[[ SOURCE MATERIAL, beginning ]]
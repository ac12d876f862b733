//! Error types for the gridrun core

use thiserror::Error;

/// Main error type for the crate
///
/// Covers content errors detectable while materializing a map. Content errors
/// discovered during collision resolution (an unimplemented tile shape) are
/// fatal and abort the tick instead; see the tile resolver.
#[derive(Debug, Error)]
pub enum Error {
    #[error("palette index {index} out of range (palette holds {len} tiles)")]
    PaletteIndex { index: usize, len: usize },

    #[error("grid data length {len} does not match {x}x{y}x{z} dimensions")]
    GridSize { len: usize, x: usize, y: usize, z: usize },
}
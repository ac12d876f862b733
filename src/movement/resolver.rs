//! One-tick movement resolution
//!
//! `step` runs a full simulation tick: trial position from directional input,
//! spatial query over every loaded map, per-tile collision resolution, then
//! the stop/slide policy over the accumulated hit directions. Everything is
//! synchronous and the hit accumulator is scoped to the tick; no collision
//! state survives into the next one.

use crate::core::types::Vec2;
use crate::entity::{Entity, MovementMode};
use crate::map::{Map, TileAndLocation};
use crate::tile::PhysicalPresence;

use super::direction::{Direction, HitSet};

/// Per-tick movement speed of a running entity, in world units per axis.
///
/// Deliberately applied per axis without normalization: diagonal movement
/// covers more ground than axis movement.
pub const RUN_SPEED: f32 = 3.0;

/// Directional input snapshot, polled once at tick start by the caller
#[derive(Clone, Copy, Debug, Default, PartialEq, Eq)]
pub struct MoveInput {
    pub north: bool,
    pub east: bool,
    pub south: bool,
    pub west: bool,
}

impl MoveInput {
    /// Net horizontal input in -1..=1
    pub fn dx(&self) -> i32 {
        self.east as i32 - self.west as i32
    }

    /// Net vertical input in -1..=1, positive southward
    pub fn dy(&self) -> i32 {
        self.south as i32 - self.north as i32
    }

    /// The compass direction this input requests
    pub fn direction(&self) -> Direction {
        // dx/dy are each in range, so the lookup is total.
        Direction::from_offsets(self.dx(), self.dy()).unwrap_or(Direction::Center)
    }
}

/// Advance an entity by one simulation tick against every loaded map.
///
/// Commits the resolved center and updates the entity's movement mode and
/// orientation. `speed` is the per-axis displacement for this tick; pass
/// [`RUN_SPEED`] for normal running.
pub fn step(entity: &mut Entity, input: MoveInput, maps: &[Map], speed: f32) {
    let direction = input.direction();
    if direction == Direction::Center {
        entity.movement_mode = MovementMode::Stand;
    } else {
        entity.movement_mode = MovementMode::Run;
        entity.orientation = direction;
    }

    let start = entity.center;
    let (dx, dy) = direction.offsets();
    let mut pos = start + Vec2::new(dx as f32, dy as f32) * speed;

    // Coarse query across all maps, weakest presence filter; the per-shape
    // resolvers do the narrow testing.
    let mut tiles: Vec<TileAndLocation<'_>> = Vec::new();
    for map in maps {
        map.intersecting_tiles(&mut tiles, pos, entity.radius, entity.layer, PhysicalPresence::Rail);
    }

    // Resolve against every tile before any policy decision; the policy must
    // see the complete hit mask.
    let mut hits = HitSet::EMPTY;
    for t in &tiles {
        hits |= t.tile.resolve_circle(Vec2::new(t.x, t.y), &mut pos, entity.radius);
    }

    if !hits.is_empty() {
        let fatal = direction.antipode();
        let wings = direction.wings();
        if hits.contains(fatal) {
            // Head-on block: discard the trial entirely.
            pos = start;
        } else if hits & wings == wings {
            // Both wings obstructed: cornered.
            pos = start;
        } else if hits.intersects(wings) {
            // One wing open: slide along it, recomputed from the pre-trial
            // center at full speed.
            let open = wings.difference(hits);
            debug_assert_eq!(open.len(), 1, "one wing blocked must leave one open");
            if let Some(way) = open.as_single() {
                let (wx, wy) = way.offsets();
                pos = start + Vec2::new(-wx as f32, -wy as f32) * speed;
            }
        }
        log::trace!("tick hits {hits:?} -> {pos:?}");
    }

    entity.center = pos;
}
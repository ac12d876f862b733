//! Compass directions and hit-direction bitmasks
//!
//! Directions live on a 3x3 grid indexed `(dx + 1) + 3 * (dy + 1)` with y
//! growing southward, so `NorthWest` is 0, `Center` is 4 and `SouthEast` is 8.
//! Antipodal pairs always sum to 8, which is what the movement policy's
//! "fatal direction" check relies on.

use crate::core::types::Vec2;
use std::fmt;
use std::ops::{BitAnd, BitOr, BitOrAssign};

/// One of the nine compass directions (including the idle `Center`)
#[derive(Clone, Copy, Debug, PartialEq, Eq, Hash)]
#[repr(u8)]
pub enum Direction {
    NorthWest = 0,
    North = 1,
    NorthEast = 2,
    West = 3,
    Center = 4,
    East = 5,
    SouthWest = 6,
    South = 7,
    SouthEast = 8,
}

/// All nine directions in index order
pub const ALL_DIRECTIONS: [Direction; 9] = [
    Direction::NorthWest,
    Direction::North,
    Direction::NorthEast,
    Direction::West,
    Direction::Center,
    Direction::East,
    Direction::SouthWest,
    Direction::South,
    Direction::SouthEast,
];

// tan(22.5 degrees); a push within this slope of an axis quantizes to the axis
const OCTANT_TAN: f32 = 0.414_213_56;

impl Direction {
    /// Grid index, `(dx + 1) + 3 * (dy + 1)`
    pub fn index(self) -> usize {
        self as usize
    }

    /// Direction for a grid index, `None` outside 0..=8
    pub fn from_index(index: usize) -> Option<Direction> {
        ALL_DIRECTIONS.get(index).copied()
    }

    /// Per-axis offsets, each in -1..=1
    pub fn offsets(self) -> (i32, i32) {
        let i = self.index() as i32;
        (i % 3 - 1, i / 3 - 1)
    }

    /// Direction for a pair of per-axis offsets, `None` outside -1..=1
    pub fn from_offsets(dx: i32, dy: i32) -> Option<Direction> {
        if !(-1..=1).contains(&dx) || !(-1..=1).contains(&dy) {
            return None;
        }
        Direction::from_index(((dx + 1) + 3 * (dy + 1)) as usize)
    }

    /// The exactly opposite direction; `Center` is its own antipode
    pub fn antipode(self) -> Direction {
        ALL_DIRECTIONS[8 - self.index()]
    }

    /// Quantize a push displacement to the nearest of the 8 compass octants.
    ///
    /// Ties at the octant boundary resolve toward the axis direction. A zero
    /// push carries no direction; `Center` is never returned.
    pub fn from_push(push: Vec2) -> Option<Direction> {
        if push == Vec2::ZERO {
            return None;
        }
        let ax = push.x.abs();
        let ay = push.y.abs();
        let dx = if ax <= ay * OCTANT_TAN {
            0
        } else if push.x < 0.0 {
            -1
        } else {
            1
        };
        let dy = if ay <= ax * OCTANT_TAN {
            0
        } else if push.y < 0.0 {
            -1
        } else {
            1
        };
        Direction::from_offsets(dx, dy)
    }

    /// The two wing directions whose blockage marks a corner obstruction of
    /// movement in this direction.
    ///
    /// For a diagonal these are the antipodes of its axis components; for an
    /// axis direction they are the antipodes of the two adjacent diagonals.
    /// `Center` has no wings.
    pub fn wings(self) -> HitSet {
        use Direction as D;
        match self {
            D::NorthWest => HitSet::of(D::East).with(D::South),
            D::North => HitSet::of(D::SouthEast).with(D::SouthWest),
            D::NorthEast => HitSet::of(D::South).with(D::West),
            D::West => HitSet::of(D::NorthEast).with(D::SouthEast),
            D::Center => HitSet::EMPTY,
            D::East => HitSet::of(D::SouthWest).with(D::NorthWest),
            D::SouthWest => HitSet::of(D::North).with(D::East),
            D::South => HitSet::of(D::NorthWest).with(D::NorthEast),
            D::SouthEast => HitSet::of(D::West).with(D::North),
        }
    }
}

/// Set of compass directions an entity is being constrained from
///
/// Accumulated by OR across every tile resolved in one tick and discarded
/// afterwards; stale bits must never leak into the next tick.
#[derive(Clone, Copy, Default, PartialEq, Eq)]
pub struct HitSet(u16);

impl HitSet {
    pub const EMPTY: HitSet = HitSet(0);

    /// Set containing a single direction
    pub fn of(direction: Direction) -> HitSet {
        HitSet(1 << direction.index())
    }

    /// Copy of this set with one more direction
    pub fn with(self, direction: Direction) -> HitSet {
        HitSet(self.0 | 1 << direction.index())
    }

    pub fn insert(&mut self, direction: Direction) {
        self.0 |= 1 << direction.index();
    }

    pub fn contains(self, direction: Direction) -> bool {
        self.0 & (1 << direction.index()) != 0
    }

    pub fn is_empty(self) -> bool {
        self.0 == 0
    }

    pub fn len(self) -> usize {
        self.0.count_ones() as usize
    }

    /// Whether any direction is in both sets
    pub fn intersects(self, other: HitSet) -> bool {
        self.0 & other.0 != 0
    }

    /// Directions in `self` but not in `other`
    pub fn difference(self, other: HitSet) -> HitSet {
        HitSet(self.0 & !other.0)
    }

    /// The sole member, if the set holds exactly one direction
    pub fn as_single(self) -> Option<Direction> {
        if self.0.count_ones() == 1 {
            Direction::from_index(self.0.trailing_zeros() as usize)
        } else {
            None
        }
    }
}

impl BitOr for HitSet {
    type Output = HitSet;
    fn bitor(self, rhs: HitSet) -> HitSet {
        HitSet(self.0 | rhs.0)
    }
}

impl BitOrAssign for HitSet {
    fn bitor_assign(&mut self, rhs: HitSet) {
        self.0 |= rhs.0;
    }
}

impl BitAnd for HitSet {
    type Output = HitSet;
    fn bitand(self, rhs: HitSet) -> HitSet {
        HitSet(self.0 & rhs.0)
    }
}

impl fmt::Debug for HitSet {
    fn fmt(&self, f: &mut fmt::Formatter<'_>) -> fmt::Result {
        let mut set = f.debug_set();
        for direction in ALL_DIRECTIONS {
            if self.contains(direction) {
                set.entry(&direction);
            }
        }
        set.finish()
    }
}

#[cfg(test)]
mod tests {
    use super::*;

    #[test]
    fn test_index_encoding() {
        assert_eq!(Direction::NorthWest.index(), 0);
        assert_eq!(Direction::Center.index(), 4);
        assert_eq!(Direction::SouthEast.index(), 8);
        assert_eq!(Direction::from_offsets(1, 0), Some(Direction::East));
        assert_eq!(Direction::from_offsets(0, -1), Some(Direction::North));
        assert_eq!(Direction::from_offsets(2, 0), None);
    }

    #[test]
    fn test_offsets_roundtrip() {
        for direction in ALL_DIRECTIONS {
            let (dx, dy) = direction.offsets();
            assert_eq!(Direction::from_offsets(dx, dy), Some(direction));
        }
    }

    #[test]
    fn test_antipode_pairs_sum_to_eight() {
        for direction in ALL_DIRECTIONS {
            assert_eq!(direction.index() + direction.antipode().index(), 8);
            assert_eq!(direction.antipode().antipode(), direction);
        }
        assert_eq!(Direction::Center.antipode(), Direction::Center);
        assert_eq!(Direction::NorthWest.antipode(), Direction::SouthEast);
    }

    #[test]
    fn test_from_push_axes_and_diagonals() {
        assert_eq!(Direction::from_push(Vec2::new(1.0, 0.0)), Some(Direction::East));
        assert_eq!(Direction::from_push(Vec2::new(0.0, -2.0)), Some(Direction::North));
        assert_eq!(Direction::from_push(Vec2::new(3.0, 3.0)), Some(Direction::SouthEast));
        assert_eq!(Direction::from_push(Vec2::new(-1.0, -1.0)), Some(Direction::NorthWest));
        assert_eq!(Direction::from_push(Vec2::ZERO), None);
    }

    #[test]
    fn test_from_push_near_axis_quantizes_to_axis() {
        // Slope well under tan(22.5): axis wins.
        assert_eq!(Direction::from_push(Vec2::new(5.0, 0.5)), Some(Direction::East));
        // Exactly on the octant boundary: tie resolves toward the axis.
        assert_eq!(
            Direction::from_push(Vec2::new(1.0, OCTANT_TAN)),
            Some(Direction::East)
        );
        // Slope past the boundary: diagonal.
        assert_eq!(Direction::from_push(Vec2::new(1.0, 0.9)), Some(Direction::SouthEast));
    }

    #[test]
    fn test_wings_table() {
        let nw = Direction::NorthWest.wings();
        assert!(nw.contains(Direction::East) && nw.contains(Direction::South));
        assert_eq!(nw.len(), 2);

        let north = Direction::North.wings();
        assert!(north.contains(Direction::SouthEast) && north.contains(Direction::SouthWest));

        assert!(Direction::Center.wings().is_empty());
    }

    #[test]
    fn test_hit_set_ops() {
        let mut hits = HitSet::EMPTY;
        assert!(hits.is_empty());
        hits.insert(Direction::South);
        hits |= HitSet::of(Direction::East);
        assert_eq!(hits.len(), 2);
        assert!(hits.contains(Direction::South));
        assert!(!hits.contains(Direction::North));

        let wings = Direction::NorthWest.wings();
        assert!(hits.intersects(wings));
        let open = wings.difference(HitSet::of(Direction::South));
        assert_eq!(open.as_single(), Some(Direction::East));
        assert_eq!(wings.as_single(), None);
    }
}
[[ SOURCE MATERIAL, end ]]
» WHAT YOU WILL DO: After locating the line with "tan(22.5): axis wins.", output that line and every later one exactly, through the end of the entries above.

» EXERCISE RESPONSE:
        // Slope well under tan(22.5): axis wins.
        assert_eq!(Direction::from_push(Vec2::new(5.0, 0.5)), Some(Direction::East));
        // Exactly on the octant boundary: tie resolves toward the axis.
        assert_eq!(
            Direction::from_push(Vec2::new(1.0, OCTANT_TAN)),
            Some(Direction::East)
        );
        // Slope past the boundary: diagonal.
        assert_eq!(Direction::from_push(Vec2::new(1.0, 0.9)), Some(Direction::SouthEast));
    }

    #[test]
    fn test_wings_table() {
        let nw = Direction::NorthWest.wings();
        assert!(nw.contains(Direction::East) && nw.contains(Direction::South));
        assert_eq!(nw.len(), 2);

        let north = Direction::North.wings();
        assert!(north.contains(Direction::SouthEast) && north.contains(Direction::SouthWest));

        assert!(Direction::Center.wings().is_empty());
    }

    #[test]
    fn test_hit_set_ops() {
        let mut hits = HitSet::EMPTY;
        assert!(hits.is_empty());
        hits.insert(Direction::South);
        hits |= HitSet::of(Direction::East);
        assert_eq!(hits.len(), 2);
        assert!(hits.contains(Direction::South));
        assert!(!hits.contains(Direction::North));

        let wings = Direction::NorthWest.wings();
        assert!(hits.intersects(wings));
        let open = wings.difference(HitSet::of(Direction::South));
        assert_eq!(open.as_single(), Some(Direction::East));
        assert_eq!(wings.as_single(), None);
    }
}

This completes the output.